Monday, April 28, 2008

Agile Intelligence: Scrum of Scrums

With the rising popularity, the Agile methodology started getting applied in almost everywhere. The project sponsors and some other stakeholders in many organizations were bought into it pretty quickly; not much due to the fascinating stuff Agile brought in, but the scars left by the traditionally approached and failed projects. Very soon, the large projects started with agility have been caught with an unprecedented reality: the overhead of communication.

So far, Agile methods fostered communication in all direction, and in small projects with small number of team members, that worked quite well. As the size grew, the numeric formula of 2n-1 started taking toll that was due. By and large, the project management practitioners take the project communication very seriously. Each project plan comes with a communication plan, be it a software development project or a stadium development project. The project managers take a meticulous measurement of the communication cost in terms of hours and infrastructure (long distance and international calls) spent. Accordingly, the project team structure and the communication plan have been devised for traditionally approached projects. For the projects following Agile methodology, the communication channels active would be 2n-1, where ‘n’ being the number of team members, stakeholders included. This means, a 4 member team would create 15 communication channels, and a 12 member team would create 4095 number of channels. As you know, the team size can grow even larger for large scale implementation work, and this theory of Scrum may wreck a havoc, to put it mildly.

The proponents of Agile methodology were quick to respond. Instead of trying to pester with the same technique, they quickly brought in the age-old method of communication clustering; this time under the guise of Scrum of Scrums. In a nutshell, Scrum would be held within the small workgroup or team formed on the basis of the geographic location and modules they work on. The Scrum Master of each Scrum would then assemble in another meeting to discuss the same topic, albeit with a different phrase. Instead of asking how the individual has been doing, the questions would focus more towards how the team has been doing. Accordingly, a set of 5 questions have been formulated –
1. What did your team do during this period?
2. What will your team do in the coming period?
3. What are the obstacles on your team’s way to completion?
4. What are the tasks that your team will put forward for other team(s) in the coming period?

As you can see here, the fourth question comes with a lot of relevance. This question now addresses the collaboration need among the teams. One team finishes a certain work (say, development of a module/screen) and hands over to another team (say, for integration) is a common phenomenon in a project, and the fourth question is set to address that. With the answers provided by each Scrum Master on this question, the other Scrum Masters would get to know the tasks they are going to get assigned in the coming period.

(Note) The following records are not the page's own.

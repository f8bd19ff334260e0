//! LedgerWatch CLI - Main entry point

use std::path::PathBuf;

use clap::{Parser, Subcommand};
use ledgerwatch_cli::{commands, AppContext};
use ledgerwatch_core::PRIORITY_HIGH;
use tracing_subscriber::EnvFilter;

#[derive(Parser)]
#[command(name = "ledgerwatch")]
#[command(about = "LedgerWatch - financial audit and anomaly detection", long_about = None)]
struct Cli {
    /// SQLite database path
    #[arg(short, long, env = "LEDGERWATCH_DB", default_value = "./data/ledgerwatch.db")]
    db: PathBuf,

    /// JSON configuration file
    #[arg(short, long)]
    config: Option<PathBuf>,

    /// User ids notified about new anomalies
    #[arg(long, env = "LEDGERWATCH_AUDITORS", value_delimiter = ',')]
    auditors: Vec<i64>,

    #[command(subcommand)]
    command: Commands,
}

#[derive(Subcommand)]
enum Commands {
    /// Create the audit schema
    Init,

    /// Run a periodic scheduling sweep
    Schedule,

    /// Process queued audit jobs
    Work {
        /// Drain due jobs once and exit
        #[arg(long)]
        once: bool,
    },

    /// Run the global audit now
    Global,

    /// Show audit statistics
    Stats,

    /// List the most recent audit logs
    Recent {
        #[arg(long, default_value = "20")]
        limit: usize,
    },

    /// Show the audit history of a wallet
    History {
        wallet: i64,
    },

    /// Queue a targeted audit for a wallet
    Enqueue {
        wallet: i64,
        /// 1 is the highest priority
        #[arg(long, default_value_t = PRIORITY_HIGH)]
        priority: u8,
    },

    /// List jobs that exhausted their attempts
    Failed,
}

#[tokio::main]
async fn main() -> anyhow::Result<()> {
    tracing_subscriber::fmt()
        .with_env_filter(EnvFilter::try_from_default_env().unwrap_or_else(|_| EnvFilter::new("info")))
        .init();

    let cli = Cli::parse();
    let ctx = AppContext::open(&cli.db, cli.config.as_deref(), &cli.auditors)?;

    match cli.command {
        Commands::Init => commands::init(&ctx)?,
        Commands::Schedule => commands::schedule(&ctx)?,
        Commands::Work { once } => commands::work(&ctx, once).await?,
        Commands::Global => commands::global(&ctx)?,
        Commands::Stats => commands::stats(&ctx)?,
        Commands::Recent { limit } => commands::recent(&ctx, limit)?,
        Commands::History { wallet } => commands::history(&ctx, wallet)?,
        Commands::Enqueue { wallet, priority } => commands::enqueue(&ctx, wallet, priority)?,
        Commands::Failed => commands::failed(&ctx)?,
    }

    Ok(())
}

Another important shift was on the change in frequency. Scrum takes place everyday, and hence the questions are about yesterday and today. Scrum of Scrums are not meant to be an everyday affair, so it talks about the last period (i.e. the days between last scrum and the present scrum), and the coming period (i.e. the days between the present scrum and next scrum). That brings an important question: what would be an ideal frequency? The answer to this varies widely. The early proponents of Agile still believe a daily frequency should be the ideal dose. The practitioners who are transitioning into Agile from traditional approach thinks it should be much less; they are grouped into twice weekly and once weekly frequencies. Once weekly frequency practically imitates the traditional project progress review meetings, while the twice weekly frequency provides more substantive discussions among the Scrum Masters, not necessarily all those would be relevant.